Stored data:

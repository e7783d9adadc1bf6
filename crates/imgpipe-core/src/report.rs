//! Run reports in JSON or JSON Lines.
//!
//! A JSON report is one document: the per-item records plus a summary. A
//! JSONL report has one record per item followed by a summary line, so it can
//! be appended to and streamed.

use serde::Serialize;
use std::io::{self, Write};

use crate::pipeline::{ItemStatus, PipelineItem, RunResult};

/// Report format options.
#[derive(Debug, Clone, Copy, PartialEq, Eq)]
pub enum ReportFormat {
    /// Single JSON document
    Json,
    /// One JSON object per line (newline-delimited JSON)
    JsonLines,
}

impl ReportFormat {
    /// Parse format from string (case-insensitive).
    pub fn parse(s: &str) -> Option<Self> {
        match s.to_lowercase().as_str() {
            "json" => Some(Self::Json),
            "jsonl" | "jsonlines" | "ndjson" => Some(Self::JsonLines),
            _ => None,
        }
    }
}

/// Aggregate numbers of a run.
#[derive(Debug, Clone, PartialEq, Serialize)]
pub struct RunSummary {
    pub label: String,
    pub total: usize,
    pub succeeded: usize,
    pub failed: usize,
    pub queued: usize,
    pub cancelled: bool,
    pub original_bytes: u64,
    pub result_bytes: u64,
    #[serde(skip_serializing_if = "Option::is_none")]
    pub savings_percent: Option<f64>,
}

impl From<&RunResult> for RunSummary {
    fn from(run: &RunResult) -> Self {
        Self {
            label: run.label.clone(),
            total: run.items.len(),
            succeeded: run.succeeded(),
            failed: run.failed(),
            queued: run.queued(),
            cancelled: run.cancelled,
            original_bytes: run.total_original_bytes(),
            result_bytes: run.total_result_bytes(),
            savings_percent: run.savings_percent(),
        }
    }
}

/// One line of a JSONL report.
#[derive(Serialize)]
struct Record<'a, T: Serialize> {
    record: &'static str,
    #[serde(skip_serializing_if = "Option::is_none")]
    index: Option<usize>,
    #[serde(flatten)]
    body: &'a T,
    #[serde(skip_serializing_if = "Option::is_none")]
    result_bytes: Option<u64>,
}

#[derive(Serialize)]
struct Document<'a> {
    summary: &'a RunSummary,
    items: &'a [PipelineItem],
}

/// Writes run reports to any `Write`.
pub struct ReportWriter<W: Write> {
    writer: W,
    format: ReportFormat,
    pretty: bool,
}

impl<W: Write> ReportWriter<W> {
    /// Create a new report writer. `pretty` only affects JSON.
    pub fn new(writer: W, format: ReportFormat, pretty: bool) -> Self {
        Self {
            writer,
            format,
            pretty,
        }
    }

    /// Write the report for a whole run.
    pub fn write_run(&mut self, run: &RunResult) -> io::Result<()> {
        let summary = RunSummary::from(run);
        match self.format {
            ReportFormat::Json => {
                let doc = Document {
                    summary: &summary,
                    items: &run.items,
                };
                if self.pretty {
                    serde_json::to_writer_pretty(&mut self.writer, &doc)
                        .map_err(io::Error::other)?;
                } else {
                    serde_json::to_writer(&mut self.writer, &doc).map_err(io::Error::other)?;
                }
                writeln!(self.writer)?;
            }
            ReportFormat::JsonLines => {
                for (index, item) in run.items.iter().enumerate() {
                    self.write_line(&Record {
                        record: "item",
                        index: Some(index),
                        body: item,
                        result_bytes: item.result_byte_size(),
                    })?;
                }
                self.write_line(&Record {
                    record: "summary",
                    index: None,
                    body: &summary,
                    result_bytes: None,
                })?;
            }
        }
        self.writer.flush()
    }

    fn write_line<T: Serialize>(&mut self, record: &T) -> io::Result<()> {
        // JSONL is never pretty-printed (one object per line)
        serde_json::to_writer(&mut self.writer, record).map_err(io::Error::other)?;
        writeln!(self.writer)
    }

    /// Consume the writer and return the underlying writer.
    pub fn into_inner(self) -> W {
        self.writer
    }
}

/// Items that ended in `error`, with their messages.
pub fn failures(run: &RunResult) -> impl Iterator<Item = (&str, &str)> {
    run.items
        .iter()
        .filter(|i| i.status == ItemStatus::Error)
        .map(|i| (i.name.as_str(), i.error.as_deref().unwrap_or("unknown error")))
}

Task to complete :: From the data above, pick out each line containing "writeln" and copy it.

Task response ::
                writeln!(self.writer)?;
        writeln!(self.writer)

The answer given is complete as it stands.